I've suffered multiple nocturnal seizures for the last 25 years. Everything that was mentioned is correct. Normally, after waking up, I don't know what day it is and have a very sore throat. My entire body is also sore because of the muscle spasms. My tongue is normally all bitten up, too.

What really seems like a pattern is the amount of sweets (lots) I consume that particular day. I boosted up the milligrams to 500 from 400 (on my own) of dilantin on my own. I've hidden the seizures from my doctor so I won't lose my driving privilege since I've never experienced one while awake. My livelihood requires driving.

Post 2

Another thing that may be a sign of nocturnal epilepsy is if you've ever dislocated your shoulder while sleeping. If the shoulder has been dislocated backward as opposed to the typical forward way of dislocation then you've most likely had a seizure.

Post 1

Note that they may have to do two separate EEG's: the first one to see any abnormal spikes in brain activity and if that's inconclusive then your neurologist might order a sleep deprived EEG. A sleep deprived EEG is basically what it sounds like; it measures your brain activity after you've been deprived of sleep. It's very common for sleep disorders to cause epileptic seizures.

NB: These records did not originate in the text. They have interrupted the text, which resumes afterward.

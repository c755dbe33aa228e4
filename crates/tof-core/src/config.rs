//! Session configuration.

use std::path::Path;
use std::time::Duration;

use anyhow::Result;
use serde::{Deserialize, Serialize};

use crate::protocol::constants::BL_DEFAULT_SALT;

/// How device interrupts reach the session.
#[derive(Debug, Clone, Copy, Default, PartialEq, Eq, Serialize, Deserialize)]
#[serde(tag = "mode", rename_all = "snake_case")]
pub enum IoMode {
    #[default]
    /// The board delivers the interrupt line; the host calls
    /// `DeviceSession::handle_interrupt` from its handler.
    Interrupt,
    /// A background poller services the device while capturing.
    /// `period_us` is in multiples of 100 µs.
    Polled { period_us: u64 },
}

/// Delays, retry counts and timeouts. All durations in milliseconds unless
/// the field name says otherwise.
#[derive(Debug, Clone, Serialize, Deserialize)]
#[serde(default)]
pub struct TimingConfig {
    /// Settle delay before each CPU status poll.
    pub i2c_settle_ms: u64,
    /// Delay between busy CPU status polls.
    pub cpu_ready_delay_ms: u64,
    pub cpu_ready_retries: u32,
    /// Overall bound for the CPU to come back after an application request.
    pub app_switch_timeout_ms: u64,
    /// Chip-enable toggles attempted while the CPU stays busy at startup.
    pub startup_ce_retries: u32,
    /// Time allowed for one firmware candidate.
    pub firmware_timeout_ms: u64,
    pub bootloader_poll_retries: u32,
    pub bootloader_poll_delay_us: u64,
    /// Polls of the measure-in-progress bit after a stop command.
    pub stop_poll_retries: u32,
    pub stop_poll_delay_ms: u64,
    /// Deferred provisioning after bring-up.
    pub boot_delay_ms: u64,
    /// Deferred recovery after a resume finds the wrong application.
    pub recovery_delay_ms: u64,
    /// Capture warm-up before a factory calibration.
    pub calibration_warmup_ms: u64,
    pub calibration_poll_ms: u64,
    /// Delay after the device reports calibration done.
    pub calibration_settle_ms: u64,
    /// Upper bound on polling for calibration completion.
    pub calibration_budget_ms: u64,
}

impl Default for TimingConfig {
    fn default() -> Self {
        Self {
            i2c_settle_ms: 5,
            cpu_ready_delay_ms: 1,
            cpu_ready_retries: 10,
            app_switch_timeout_ms: 100,
            startup_ce_retries: 3,
            firmware_timeout_ms: 5000,
            bootloader_poll_retries: 100,
            bootloader_poll_delay_us: 100,
            stop_poll_retries: 10,
            stop_poll_delay_ms: 5,
            boot_delay_ms: 8000,
            recovery_delay_ms: 500,
            calibration_warmup_ms: 100,
            calibration_poll_ms: 100,
            calibration_settle_ms: 500,
            calibration_budget_ms: 4000,
        }
    }
}

impl TimingConfig {
    /// Short delays for simulated devices.
    pub fn for_simulation() -> Self {
        Self {
            i2c_settle_ms: 0,
            cpu_ready_delay_ms: 0,
            app_switch_timeout_ms: 20,
            firmware_timeout_ms: 1000,
            bootloader_poll_delay_us: 0,
            stop_poll_delay_ms: 0,
            boot_delay_ms: 0,
            recovery_delay_ms: 10,
            calibration_warmup_ms: 10,
            calibration_poll_ms: 10,
            calibration_settle_ms: 10,
            calibration_budget_ms: 200,
            ..Self::default()
        }
    }

    pub fn i2c_settle(&self) -> Duration {
        Duration::from_millis(self.i2c_settle_ms)
    }

    pub fn cpu_ready_delay(&self) -> Duration {
        Duration::from_millis(self.cpu_ready_delay_ms)
    }

    pub fn app_switch_timeout(&self) -> Duration {
        Duration::from_millis(self.app_switch_timeout_ms)
    }

    pub fn firmware_timeout(&self) -> Duration {
        Duration::from_millis(self.firmware_timeout_ms)
    }

    pub fn bootloader_poll_delay(&self) -> Duration {
        Duration::from_micros(self.bootloader_poll_delay_us)
    }

    pub fn stop_poll_delay(&self) -> Duration {
        Duration::from_millis(self.stop_poll_delay_ms)
    }

    pub fn boot_delay(&self) -> Duration {
        Duration::from_millis(self.boot_delay_ms)
    }

    pub fn recovery_delay(&self) -> Duration {
        Duration::from_millis(self.recovery_delay_ms)
    }

    pub fn calibration_warmup(&self) -> Duration {
        Duration::from_millis(self.calibration_warmup_ms)
    }

    pub fn calibration_poll(&self) -> Duration {
        Duration::from_millis(self.calibration_poll_ms)
    }

    pub fn calibration_settle(&self) -> Duration {
        Duration::from_millis(self.calibration_settle_ms)
    }

    pub fn calibration_budget(&self) -> Duration {
        Duration::from_millis(self.calibration_budget_ms)
    }
}

/// Configuration for a device session.
#[derive(Debug, Clone, Serialize, Deserialize)]
#[serde(default)]
pub struct SessionConfig {
    /// Firmware images tried in order until App0 comes up.
    pub firmware_candidates: Vec<String>,
    /// Configuration calibration blob name.
    pub config_calib_name: String,
    /// Frame queue capacity, in frames.
    pub queue_capacity: usize,
    /// Salt for the bootloader download handshake.
    pub upload_salt: u8,
    /// Arm deferred provisioning on bring-up.
    pub provision_on_boot: bool,
    pub io_mode: IoMode,
    pub timing: TimingConfig,
}

impl Default for SessionConfig {
    fn default() -> Self {
        Self {
            firmware_candidates: vec![
                "tof8801_firmware.bin".to_string(),
                "tof8801_firmware-1.bin".to_string(),
                "tof8801_firmware-2.bin".to_string(),
            ],
            config_calib_name: "tof8801_config_calib.bin".to_string(),
            queue_capacity: 64,
            upload_salt: BL_DEFAULT_SALT,
            provision_on_boot: true,
            io_mode: IoMode::default(),
            timing: TimingConfig::default(),
        }
    }
}

impl SessionConfig {
    /// Load configuration from a TOML file
    pub fn load_from_file<P: AsRef<Path>>(path: P) -> Result<Self> {
        let content = std::fs::read_to_string(path)?;
        let config: SessionConfig = toml::from_str(&content)?;
        Ok(config)
    }

    /// Save configuration to a TOML file
    pub fn save_to_file<P: AsRef<Path>>(&self, path: P) -> Result<()> {
        let content = toml::to_string_pretty(self)?;
        std::fs::write(path, content)?;
        Ok(())
    }

    /// Poll period for [`IoMode::Polled`], rounded down to 100 µs steps.
    pub fn poll_period(&self) -> Option<Duration> {
        match self.io_mode {
            IoMode::Interrupt => None,
            IoMode::Polled { period_us } => {
                let steps = (period_us / 100).max(1);
                Some(Duration::from_micros(steps * 100))
            }
        }
    }
}

#[cfg(test)]
mod tests {
    use super::*;

    #[test]
    fn test_default_candidates() {
        let cfg = SessionConfig::default();
        assert_eq!(cfg.firmware_candidates.len(), 3);
        assert_eq!(cfg.firmware_candidates[0], "tof8801_firmware.bin");
        assert_eq!(cfg.upload_salt, BL_DEFAULT_SALT);
        assert_eq!(cfg.poll_period(), None);
    }

    #[test]
    fn test_toml_roundtrip() {
        let mut cfg = SessionConfig::default();
        cfg.io_mode = IoMode::Polled { period_us: 1000 };
        cfg.queue_capacity = 8;

        let text = toml::to_string_pretty(&cfg).unwrap();
        let back: SessionConfig = toml::from_str(&text).unwrap();
        assert_eq!(back.io_mode, IoMode::Polled { period_us: 1000 });
        assert_eq!(back.queue_capacity, 8);
        assert_eq!(back.timing.boot_delay_ms, 8000);
    }

    #[test]
    fn test_partial_file_uses_defaults() {
        let cfg: SessionConfig = toml::from_str("queue_capacity = 4\n[timing]\nboot_delay_ms = 10\n").unwrap();
        assert_eq!(cfg.queue_capacity, 4);
        assert_eq!(cfg.timing.boot_delay_ms, 10);
        assert_eq!(cfg.timing.recovery_delay_ms, 500);
        assert_eq!(cfg.firmware_candidates.len(), 3);
    }

    #[test]
    fn test_poll_period_rounding() {
        let mut cfg = SessionConfig::default();
        cfg.io_mode = IoMode::Polled { period_us: 250 };
        assert_eq!(cfg.poll_period(), Some(Duration::from_micros(200)));
        cfg.io_mode = IoMode::Polled { period_us: 10 };
        assert_eq!(cfg.poll_period(), Some(Duration::from_micros(100)));
    }
}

Another important thing to remember is an EEG isn't necessarily 100% accurate in determining whether someone has epilepsy or not. An EEG may for whatever reasons show only a slight tendency towards seizures or maybe none at all but you may still continue to have seizures. After you've had a certain amount of seizures and your neurologist has been able to find a trigger for them, you're generally diagnosed as epilepsy and put on medication.